Hoje vou contar a você um pouco de minha experiência nesse campo e como consegui entender profundamente a diferença entre estar dormindo ou desperto. Quem sabe lendo sobre minha experiência, você consiga abrir um pouco mais a mente e perceba o que acontece dentro de você mesmo.


A eterna busca pela iluminação

Um dos grandes entraves ao meu processo de despertar foi o de projetar esta condição a um evento futuro. Eu já sabia a diferença entre estar desperto e dormindo, já tinha experimentando um sono profundo por um período em que me deixei levar pelos grilhões da religião. Entendi, portanto, que o meu processo de despertar iniciou-se quando percebi a prisão mental da religiosidade. Entretanto, acreditei que o caminho teria que terminar com um “gran-finalle”, algo que não me deixasse mais dúvidas de que estava no caminho certo, aguardava o momento da tão sonhada iluminação. Assim, perdi um tempo precioso buscando a iluminação que me corroborasse a condição de desperto e a partir dos quais “todos os meus problemas acabariam”... a iluminação era um verdadeiro produto tabajara.
Assim, devorei livros sobre vários assuntos “exotéricos”. Meditação, espiritualidade, ufologia, projeção da consciência, vidas passadas... todos eram assuntos fáceis na minha biblioteca. Porém, minha frustração só crescia com o passar do tempo. Pois quanto mais aprendia, menos progressos eu via e a iluminação nunca chegava.

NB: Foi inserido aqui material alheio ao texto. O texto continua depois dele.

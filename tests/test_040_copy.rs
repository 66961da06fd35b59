
use pgconnect::{BufferFormat, PgError, Session, SessionState};
use test_utils::{MockServer, Step};

fn connected_session(server: &MockServer) -> Session {
    let mut session = Session::new();
    session.connect_tcp(server.host(), server.service()).unwrap();
    session.startup("joe", "").unwrap();
    session
}

// cargo test --test test_040_copy -- --nocapture
#[test]
fn test_040_copy_in() {
    test_utils::init_logger();

    let mut steps = test_utils::startup_steps("joe", "joe");
    steps.push(Step::Expect(test_utils::query_request("COPY t FROM STDIN")));
    steps.push(Step::Send(test_utils::copy_in_response(false, 2)));
    steps.push(Step::Expect(test_utils::copy_data_request(b"a\tb\n")));
    steps.push(Step::Expect(test_utils::copy_done_request()));
    let mut reply = test_utils::command_complete("COPY 1");
    reply.extend(test_utils::ready_for_query(b'I'));
    steps.push(Step::Send(reply));
    let server = MockServer::start(steps);

    let mut session = connected_session(&server);

    // the reply loop suspends as soon as the server asks for input
    session.query("COPY t FROM STDIN").unwrap();
    assert_eq!(session.state(), SessionState::CopyIn);
    assert_eq!(session.buffer_format(), BufferFormat::CopyText);

    // while copying in, other operations stay rejected
    assert!(matches!(
        session.query("SELECT 1"),
        Err(PgError::InvalidState {
            operation: "query",
            state: SessionState::CopyIn,
        })
    ));

    session.copy_data(b"a\tb\n").unwrap();
    assert_eq!(session.state(), SessionState::CopyIn);
    session.copy_done().unwrap();
    assert_eq!(session.state(), SessionState::ReadyForQuery);
    assert_eq!(session.pop_notification().unwrap(), ": COPY 1");
    server.finish();
}

#[test]
fn test_040_copy_fail() {
    test_utils::init_logger();

    let mut steps = test_utils::startup_steps("joe", "joe");
    steps.push(Step::Expect(test_utils::query_request("COPY t FROM STDIN")));
    steps.push(Step::Send(test_utils::copy_in_response(false, 1)));
    steps.push(Step::Expect(test_utils::copy_fail_request("broken input")));
    let mut reply =
        test_utils::error_response("ERROR", "COPY from stdin failed: broken input");
    reply.extend(test_utils::ready_for_query(b'I'));
    steps.push(Step::Send(reply));
    let server = MockServer::start(steps);

    let mut session = connected_session(&server);
    session.query("COPY t FROM STDIN").unwrap();
    session.copy_fail("broken input").unwrap();

    assert_eq!(session.state(), SessionState::ReadyForQuery);
    assert_eq!(
        session.pop_notification().unwrap(),
        "ERROR: COPY from stdin failed: broken input"
    );
    server.finish();
}

#[test]
fn test_040_copy_out() {
    test_utils::init_logger();

    let mut steps = test_utils::startup_steps("joe", "joe");
    steps.push(Step::Expect(test_utils::query_request("COPY t TO STDOUT")));
    let mut reply = test_utils::copy_out_response(false, 2);
    reply.extend(test_utils::copy_data(b"1\tx\n"));
    reply.extend(test_utils::copy_data(b"2\ty\n"));
    reply.extend(test_utils::copy_done());
    reply.extend(test_utils::command_complete("COPY 2"));
    reply.extend(test_utils::ready_for_query(b'I'));
    steps.push(Step::Send(reply));
    let server = MockServer::start(steps);

    let mut session = connected_session(&server);
    session.query("COPY t TO STDOUT").unwrap();

    // the full reply loop drains the copy stream
    assert_eq!(session.state(), SessionState::ReadyForQuery);
    assert_eq!(session.buffer_format(), BufferFormat::CopyText);
    assert_eq!(session.row_queue_len(), 2);
    assert_eq!(
        session.pop_row_as_strings().unwrap().into_values(),
        ["1\tx\n"]
    );
    assert_eq!(session.pop_row().unwrap(), b"2\ty\n");
    assert_eq!(session.pop_notification().unwrap(), ": COPY 2");
    server.finish();
}

#[test]
fn test_040_copy_out_binary() {
    test_utils::init_logger();

    let mut steps = test_utils::startup_steps("joe", "joe");
    steps.push(Step::Expect(test_utils::query_request(
        "COPY t TO STDOUT (FORMAT binary)",
    )));
    let mut reply = test_utils::copy_out_response(true, 1);
    reply.extend(test_utils::copy_data(b"PGCOPY\n\xff\r\n\0chunk"));
    reply.extend(test_utils::copy_done());
    reply.extend(test_utils::command_complete("COPY 1"));
    reply.extend(test_utils::ready_for_query(b'I'));
    steps.push(Step::Send(reply));
    let server = MockServer::start(steps);

    let mut session = connected_session(&server);
    session.query("COPY t TO STDOUT (FORMAT binary)").unwrap();

    assert_eq!(session.buffer_format(), BufferFormat::CopyBinary);
    // binary chunks are rendered printable-filtered
    assert_eq!(
        session.pop_row_as_strings().unwrap().into_values(),
        ["PGCOPY.....chunk"]
    );
    server.finish();
}

#[test]
fn test_040_copy_guards() {
    test_utils::init_logger();

    let server = MockServer::start(test_utils::startup_steps("joe", "joe"));
    let mut session = connected_session(&server);

    // the COPY operations require an active COPY-in stream
    assert!(matches!(
        session.copy_data(b"a\n"),
        Err(PgError::InvalidState {
            operation: "copy_data",
            state: SessionState::ReadyForQuery,
        })
    ));
    assert!(matches!(
        session.copy_done(),
        Err(PgError::InvalidState { .. })
    ));
    assert!(matches!(
        session.copy_fail("nope"),
        Err(PgError::InvalidState { .. })
    ));
    server.finish();
}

Não haverá um evento extraordinário

Nessa minha busca, eu já tinha entendido que a verdade estava dentro de mim e não fora. Assim, parei de ler livros sobre teorias e experiências dos outros e passei a ler livros que me ensinariam técnicas de como eu ter as minhas próprias experiências e descobrir por mim mesmo as tais verdades fundamentais. Assim, voltei a cair no erro e “travei” no progresso tentando sair do corpo, lembrar minhas vidas passadas, entrar em contato com o meu Eu superior... Muito tempo perdi nessa empreitada. Até que num belo dia a ficha caiu: “Não é projetando um evento futuro que atingirei a iluminação”. Lógico, o futuro não existe!!!! E eu me peguei sabotando a mim mesmo, achando que o despertar deveria culminar com uma bela viagem astral ou uma expansão da consciência que me daria uma experiência um tanto quanto psicodélica... Eventos para o qual eu deveria me preparar e que aconteceriam quando eu estivesse pronto. Ou seja, eu estava aguardando por um futuro que nunca chegaria, pois o que existe é só o Agora e o despertar só pode ser alcançado agora, com os recursos que você possui neste momento e não num evento extraordinário que venha a acontecer no futuro e pelo qual você pode passar a vida toda a esperar.

É necessário se libertar do EGO

Depois desta "sacada", que tive durante um momento de meditação, todos os entraves foram por água abaixo. A partir deste momento percebi que até agora estava tentando despertar através do EGO e este, me armava armadilhas as mais diversas para me manter preso ao seu domínio, pois o despertar traz como consequência a libertação do ego. Percebi que minha ânsia por despertar já estava latente em mim desde o princípio. Não como vontade egóica, mas como planejamento anterior ao ego, anterior ao surgimento desta personagem que interpreto agora. Entretanto, o Ego se tornara muito forte neste personagem e armava estratagemas para me ludibriar. Primeiro me encaminhou para as religiões. Já fui católico, espírita, evangélico... depois, me encaminhou para os livros, para as técnicas, para a eterna busca. Quando me libertei de seu domínio, entendi que o despertar não é algo que se compreende com a mente, não é algo que se alcance utilizando técnicas e métodos. Técnicas, métodos, teorias, explicações, são coisas pertencentes ao domínio do Ego, ele fica muito confortável entre estas coisas. Enquanto você não driblar o ego, permanecerá nessa roda-viva em busca de algo que o ego não está disposto a lhe dar.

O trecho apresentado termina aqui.